-- TASK BRIEF --
If a line in the entries contains the string "SensorKeyFactory", include that line in your answer.

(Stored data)
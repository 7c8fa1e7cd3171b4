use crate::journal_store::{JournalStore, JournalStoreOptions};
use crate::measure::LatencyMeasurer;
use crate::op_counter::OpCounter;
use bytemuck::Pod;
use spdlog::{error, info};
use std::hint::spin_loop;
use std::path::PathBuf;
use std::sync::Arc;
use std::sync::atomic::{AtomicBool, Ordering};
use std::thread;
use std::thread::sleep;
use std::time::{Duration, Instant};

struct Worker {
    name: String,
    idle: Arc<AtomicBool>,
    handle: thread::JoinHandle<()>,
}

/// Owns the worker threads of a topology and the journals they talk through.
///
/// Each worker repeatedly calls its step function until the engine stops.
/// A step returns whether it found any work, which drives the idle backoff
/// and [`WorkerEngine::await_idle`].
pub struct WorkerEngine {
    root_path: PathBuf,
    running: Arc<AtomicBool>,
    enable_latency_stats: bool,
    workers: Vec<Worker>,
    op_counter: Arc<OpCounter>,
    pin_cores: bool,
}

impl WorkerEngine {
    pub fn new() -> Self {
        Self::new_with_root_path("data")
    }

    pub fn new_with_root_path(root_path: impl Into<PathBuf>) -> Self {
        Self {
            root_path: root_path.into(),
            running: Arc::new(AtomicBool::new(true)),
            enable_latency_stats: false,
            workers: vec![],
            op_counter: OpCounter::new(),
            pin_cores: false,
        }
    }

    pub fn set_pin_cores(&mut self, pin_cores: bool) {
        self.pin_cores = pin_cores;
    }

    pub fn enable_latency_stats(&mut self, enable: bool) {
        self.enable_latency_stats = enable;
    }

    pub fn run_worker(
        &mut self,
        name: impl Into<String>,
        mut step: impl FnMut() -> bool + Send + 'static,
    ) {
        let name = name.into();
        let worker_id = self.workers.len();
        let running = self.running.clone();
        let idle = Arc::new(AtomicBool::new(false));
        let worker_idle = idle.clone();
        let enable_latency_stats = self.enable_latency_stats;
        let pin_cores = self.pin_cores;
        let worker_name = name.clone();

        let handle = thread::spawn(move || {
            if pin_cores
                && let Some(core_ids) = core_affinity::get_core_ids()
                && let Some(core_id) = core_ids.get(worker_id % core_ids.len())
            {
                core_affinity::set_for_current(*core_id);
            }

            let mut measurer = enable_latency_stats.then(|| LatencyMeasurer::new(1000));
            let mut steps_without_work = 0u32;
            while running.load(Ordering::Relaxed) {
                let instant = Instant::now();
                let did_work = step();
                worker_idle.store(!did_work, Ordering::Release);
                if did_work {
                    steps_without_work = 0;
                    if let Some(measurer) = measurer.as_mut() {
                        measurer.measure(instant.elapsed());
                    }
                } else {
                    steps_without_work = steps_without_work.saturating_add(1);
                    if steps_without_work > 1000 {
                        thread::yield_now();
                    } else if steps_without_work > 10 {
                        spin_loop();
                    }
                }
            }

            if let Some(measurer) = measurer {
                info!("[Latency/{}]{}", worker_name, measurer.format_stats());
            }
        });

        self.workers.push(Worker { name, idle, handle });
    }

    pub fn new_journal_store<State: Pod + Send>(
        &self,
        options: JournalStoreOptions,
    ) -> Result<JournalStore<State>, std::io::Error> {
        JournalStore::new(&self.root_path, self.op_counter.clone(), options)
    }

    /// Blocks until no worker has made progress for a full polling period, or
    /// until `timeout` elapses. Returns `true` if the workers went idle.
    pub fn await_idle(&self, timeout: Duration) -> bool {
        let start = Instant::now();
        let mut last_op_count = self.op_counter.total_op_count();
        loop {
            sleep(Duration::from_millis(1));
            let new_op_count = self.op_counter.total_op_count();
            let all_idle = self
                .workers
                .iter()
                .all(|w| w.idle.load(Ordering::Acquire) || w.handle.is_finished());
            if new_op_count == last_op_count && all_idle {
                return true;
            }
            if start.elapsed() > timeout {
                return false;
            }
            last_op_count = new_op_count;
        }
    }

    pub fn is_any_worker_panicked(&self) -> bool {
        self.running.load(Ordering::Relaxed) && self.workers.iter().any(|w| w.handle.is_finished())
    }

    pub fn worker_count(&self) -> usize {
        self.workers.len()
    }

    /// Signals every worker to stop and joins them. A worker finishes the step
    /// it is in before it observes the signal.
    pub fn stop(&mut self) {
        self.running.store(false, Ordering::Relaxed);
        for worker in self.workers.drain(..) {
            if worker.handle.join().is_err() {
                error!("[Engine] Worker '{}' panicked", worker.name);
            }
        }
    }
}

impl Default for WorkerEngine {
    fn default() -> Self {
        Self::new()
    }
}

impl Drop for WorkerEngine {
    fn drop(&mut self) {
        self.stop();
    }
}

--

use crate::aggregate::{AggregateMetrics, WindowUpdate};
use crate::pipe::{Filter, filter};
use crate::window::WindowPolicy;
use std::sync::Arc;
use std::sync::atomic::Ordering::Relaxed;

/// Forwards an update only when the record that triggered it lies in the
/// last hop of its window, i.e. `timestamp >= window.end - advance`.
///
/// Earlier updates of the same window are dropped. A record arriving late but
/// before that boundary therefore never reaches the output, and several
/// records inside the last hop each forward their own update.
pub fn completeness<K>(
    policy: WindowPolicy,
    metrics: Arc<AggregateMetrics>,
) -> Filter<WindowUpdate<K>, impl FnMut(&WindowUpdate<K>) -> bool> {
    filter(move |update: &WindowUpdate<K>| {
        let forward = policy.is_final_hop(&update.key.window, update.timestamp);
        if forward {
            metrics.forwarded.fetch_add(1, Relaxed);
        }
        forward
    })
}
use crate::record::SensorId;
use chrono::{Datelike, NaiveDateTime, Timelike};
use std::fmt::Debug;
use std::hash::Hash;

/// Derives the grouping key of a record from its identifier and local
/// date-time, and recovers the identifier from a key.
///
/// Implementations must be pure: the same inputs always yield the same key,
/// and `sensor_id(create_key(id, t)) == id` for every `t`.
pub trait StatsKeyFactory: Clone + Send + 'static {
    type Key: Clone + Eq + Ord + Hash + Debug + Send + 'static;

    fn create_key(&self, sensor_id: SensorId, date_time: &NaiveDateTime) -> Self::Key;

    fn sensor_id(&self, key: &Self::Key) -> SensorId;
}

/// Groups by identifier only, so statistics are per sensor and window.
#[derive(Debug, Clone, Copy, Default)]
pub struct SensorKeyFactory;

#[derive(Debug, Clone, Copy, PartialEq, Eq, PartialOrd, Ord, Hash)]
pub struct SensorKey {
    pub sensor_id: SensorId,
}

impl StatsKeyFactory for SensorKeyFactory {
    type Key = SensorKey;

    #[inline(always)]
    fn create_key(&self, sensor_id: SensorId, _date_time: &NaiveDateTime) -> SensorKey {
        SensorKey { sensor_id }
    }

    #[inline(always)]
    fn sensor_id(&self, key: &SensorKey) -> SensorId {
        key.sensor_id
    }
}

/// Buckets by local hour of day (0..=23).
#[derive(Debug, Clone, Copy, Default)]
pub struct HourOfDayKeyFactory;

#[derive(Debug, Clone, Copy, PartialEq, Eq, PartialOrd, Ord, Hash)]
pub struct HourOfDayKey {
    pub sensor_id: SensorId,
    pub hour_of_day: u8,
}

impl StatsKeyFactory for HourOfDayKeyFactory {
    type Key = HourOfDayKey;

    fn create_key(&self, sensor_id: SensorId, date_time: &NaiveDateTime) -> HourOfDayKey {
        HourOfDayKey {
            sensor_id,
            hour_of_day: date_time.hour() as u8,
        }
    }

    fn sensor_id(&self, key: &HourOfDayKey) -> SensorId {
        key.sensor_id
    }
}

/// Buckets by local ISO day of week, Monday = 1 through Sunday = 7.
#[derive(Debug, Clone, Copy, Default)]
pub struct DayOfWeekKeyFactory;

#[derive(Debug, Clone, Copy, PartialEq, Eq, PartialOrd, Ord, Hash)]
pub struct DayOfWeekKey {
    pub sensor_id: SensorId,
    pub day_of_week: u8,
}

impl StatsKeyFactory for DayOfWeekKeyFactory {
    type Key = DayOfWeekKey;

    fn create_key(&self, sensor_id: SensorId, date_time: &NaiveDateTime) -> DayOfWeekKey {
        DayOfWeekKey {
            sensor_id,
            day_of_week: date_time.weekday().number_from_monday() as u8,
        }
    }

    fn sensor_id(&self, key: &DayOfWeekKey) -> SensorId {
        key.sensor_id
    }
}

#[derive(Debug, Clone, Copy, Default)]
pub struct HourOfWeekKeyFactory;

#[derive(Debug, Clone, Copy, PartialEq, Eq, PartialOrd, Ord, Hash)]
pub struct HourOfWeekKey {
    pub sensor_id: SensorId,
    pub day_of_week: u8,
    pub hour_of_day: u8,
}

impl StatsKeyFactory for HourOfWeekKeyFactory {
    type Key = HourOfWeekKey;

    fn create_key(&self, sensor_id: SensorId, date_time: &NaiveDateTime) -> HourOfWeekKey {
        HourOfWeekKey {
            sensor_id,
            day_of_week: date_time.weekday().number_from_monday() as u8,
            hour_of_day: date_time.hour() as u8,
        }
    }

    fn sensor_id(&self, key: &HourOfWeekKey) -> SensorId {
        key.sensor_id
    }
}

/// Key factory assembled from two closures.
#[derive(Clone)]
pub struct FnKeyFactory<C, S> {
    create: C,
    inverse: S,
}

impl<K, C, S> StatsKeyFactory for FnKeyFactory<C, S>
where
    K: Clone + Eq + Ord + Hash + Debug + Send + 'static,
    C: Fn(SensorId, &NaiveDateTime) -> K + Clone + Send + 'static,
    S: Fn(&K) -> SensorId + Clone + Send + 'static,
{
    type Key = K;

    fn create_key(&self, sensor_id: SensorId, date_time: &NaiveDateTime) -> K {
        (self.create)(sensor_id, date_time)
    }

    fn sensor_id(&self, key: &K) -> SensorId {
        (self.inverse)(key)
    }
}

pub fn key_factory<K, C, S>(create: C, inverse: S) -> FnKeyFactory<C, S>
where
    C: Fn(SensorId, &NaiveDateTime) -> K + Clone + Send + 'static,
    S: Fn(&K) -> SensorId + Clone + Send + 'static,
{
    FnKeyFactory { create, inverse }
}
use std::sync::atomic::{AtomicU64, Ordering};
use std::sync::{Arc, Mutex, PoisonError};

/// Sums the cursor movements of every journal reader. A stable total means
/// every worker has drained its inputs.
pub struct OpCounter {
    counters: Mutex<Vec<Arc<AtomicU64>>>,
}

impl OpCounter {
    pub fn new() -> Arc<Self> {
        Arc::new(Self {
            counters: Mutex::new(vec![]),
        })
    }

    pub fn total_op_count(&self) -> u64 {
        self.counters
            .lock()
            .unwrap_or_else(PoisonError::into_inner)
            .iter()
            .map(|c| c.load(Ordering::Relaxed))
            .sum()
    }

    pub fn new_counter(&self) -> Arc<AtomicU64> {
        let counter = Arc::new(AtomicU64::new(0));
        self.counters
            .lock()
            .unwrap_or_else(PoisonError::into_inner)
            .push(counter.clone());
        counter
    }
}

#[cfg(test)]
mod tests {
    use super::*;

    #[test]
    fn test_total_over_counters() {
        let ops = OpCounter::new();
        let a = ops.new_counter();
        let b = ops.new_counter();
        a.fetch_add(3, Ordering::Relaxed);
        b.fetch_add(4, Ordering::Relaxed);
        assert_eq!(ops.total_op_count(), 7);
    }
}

==

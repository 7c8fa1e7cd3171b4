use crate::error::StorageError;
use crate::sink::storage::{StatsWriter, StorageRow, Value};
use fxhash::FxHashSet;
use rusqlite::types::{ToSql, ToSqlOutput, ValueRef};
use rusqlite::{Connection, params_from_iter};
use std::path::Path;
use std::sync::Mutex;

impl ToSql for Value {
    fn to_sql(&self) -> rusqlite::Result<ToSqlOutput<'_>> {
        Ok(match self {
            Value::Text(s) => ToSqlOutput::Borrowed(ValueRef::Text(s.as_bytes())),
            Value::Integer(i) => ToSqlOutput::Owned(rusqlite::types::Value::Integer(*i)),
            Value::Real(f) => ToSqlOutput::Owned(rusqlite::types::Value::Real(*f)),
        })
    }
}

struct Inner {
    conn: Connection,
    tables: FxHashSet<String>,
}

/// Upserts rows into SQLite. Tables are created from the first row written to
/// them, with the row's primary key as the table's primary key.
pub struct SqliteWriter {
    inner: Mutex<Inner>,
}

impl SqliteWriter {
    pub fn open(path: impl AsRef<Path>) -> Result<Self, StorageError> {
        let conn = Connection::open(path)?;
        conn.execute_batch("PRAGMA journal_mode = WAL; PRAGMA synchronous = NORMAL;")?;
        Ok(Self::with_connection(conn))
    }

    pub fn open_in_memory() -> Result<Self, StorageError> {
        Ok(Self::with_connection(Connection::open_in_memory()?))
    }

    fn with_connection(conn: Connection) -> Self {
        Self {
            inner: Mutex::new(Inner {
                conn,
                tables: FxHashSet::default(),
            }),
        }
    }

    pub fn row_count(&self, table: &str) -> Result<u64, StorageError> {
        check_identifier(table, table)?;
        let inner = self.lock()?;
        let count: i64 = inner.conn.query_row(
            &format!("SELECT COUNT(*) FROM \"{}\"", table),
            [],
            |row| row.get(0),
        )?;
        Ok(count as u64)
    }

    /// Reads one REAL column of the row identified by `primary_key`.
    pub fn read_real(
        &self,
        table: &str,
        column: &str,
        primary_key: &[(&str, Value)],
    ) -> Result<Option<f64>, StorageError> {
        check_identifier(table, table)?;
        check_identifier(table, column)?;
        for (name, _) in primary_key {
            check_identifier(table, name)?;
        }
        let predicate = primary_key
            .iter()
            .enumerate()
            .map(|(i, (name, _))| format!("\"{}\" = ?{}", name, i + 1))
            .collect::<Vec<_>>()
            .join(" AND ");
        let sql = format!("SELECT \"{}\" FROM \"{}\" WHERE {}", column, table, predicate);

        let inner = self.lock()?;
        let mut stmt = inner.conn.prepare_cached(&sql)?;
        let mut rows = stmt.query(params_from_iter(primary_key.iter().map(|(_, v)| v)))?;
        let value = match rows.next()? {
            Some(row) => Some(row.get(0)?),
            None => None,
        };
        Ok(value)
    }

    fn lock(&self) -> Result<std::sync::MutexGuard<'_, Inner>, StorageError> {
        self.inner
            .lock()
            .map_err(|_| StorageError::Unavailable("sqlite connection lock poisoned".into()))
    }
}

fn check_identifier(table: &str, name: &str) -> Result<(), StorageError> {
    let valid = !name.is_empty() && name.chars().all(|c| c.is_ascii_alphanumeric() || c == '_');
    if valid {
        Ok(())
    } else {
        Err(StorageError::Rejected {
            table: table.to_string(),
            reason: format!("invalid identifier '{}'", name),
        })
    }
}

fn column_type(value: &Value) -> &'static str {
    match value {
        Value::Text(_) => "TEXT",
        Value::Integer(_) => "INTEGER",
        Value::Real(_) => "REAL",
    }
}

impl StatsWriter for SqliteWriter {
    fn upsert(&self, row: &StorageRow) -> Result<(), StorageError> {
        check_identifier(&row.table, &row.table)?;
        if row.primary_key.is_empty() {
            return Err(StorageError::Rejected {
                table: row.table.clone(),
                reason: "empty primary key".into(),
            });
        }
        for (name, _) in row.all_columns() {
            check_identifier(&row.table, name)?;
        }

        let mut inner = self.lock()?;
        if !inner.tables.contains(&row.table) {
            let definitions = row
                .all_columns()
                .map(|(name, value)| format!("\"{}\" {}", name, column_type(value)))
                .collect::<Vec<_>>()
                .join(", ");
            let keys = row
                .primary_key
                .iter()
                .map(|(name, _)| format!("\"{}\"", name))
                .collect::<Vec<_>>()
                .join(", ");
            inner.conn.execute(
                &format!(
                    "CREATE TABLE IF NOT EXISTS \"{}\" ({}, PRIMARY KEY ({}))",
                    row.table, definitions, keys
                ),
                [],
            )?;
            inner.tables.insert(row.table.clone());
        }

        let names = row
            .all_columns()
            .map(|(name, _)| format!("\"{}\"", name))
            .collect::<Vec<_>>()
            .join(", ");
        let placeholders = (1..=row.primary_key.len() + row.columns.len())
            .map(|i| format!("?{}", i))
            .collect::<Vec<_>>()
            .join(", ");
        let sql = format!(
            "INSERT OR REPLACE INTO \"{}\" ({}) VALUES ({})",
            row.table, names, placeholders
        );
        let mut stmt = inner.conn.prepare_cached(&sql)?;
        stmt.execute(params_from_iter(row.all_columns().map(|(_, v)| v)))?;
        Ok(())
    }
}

-- ANSWER TO THIS TASK --
pub struct SensorKeyFactory;
impl StatsKeyFactory for SensorKeyFactory {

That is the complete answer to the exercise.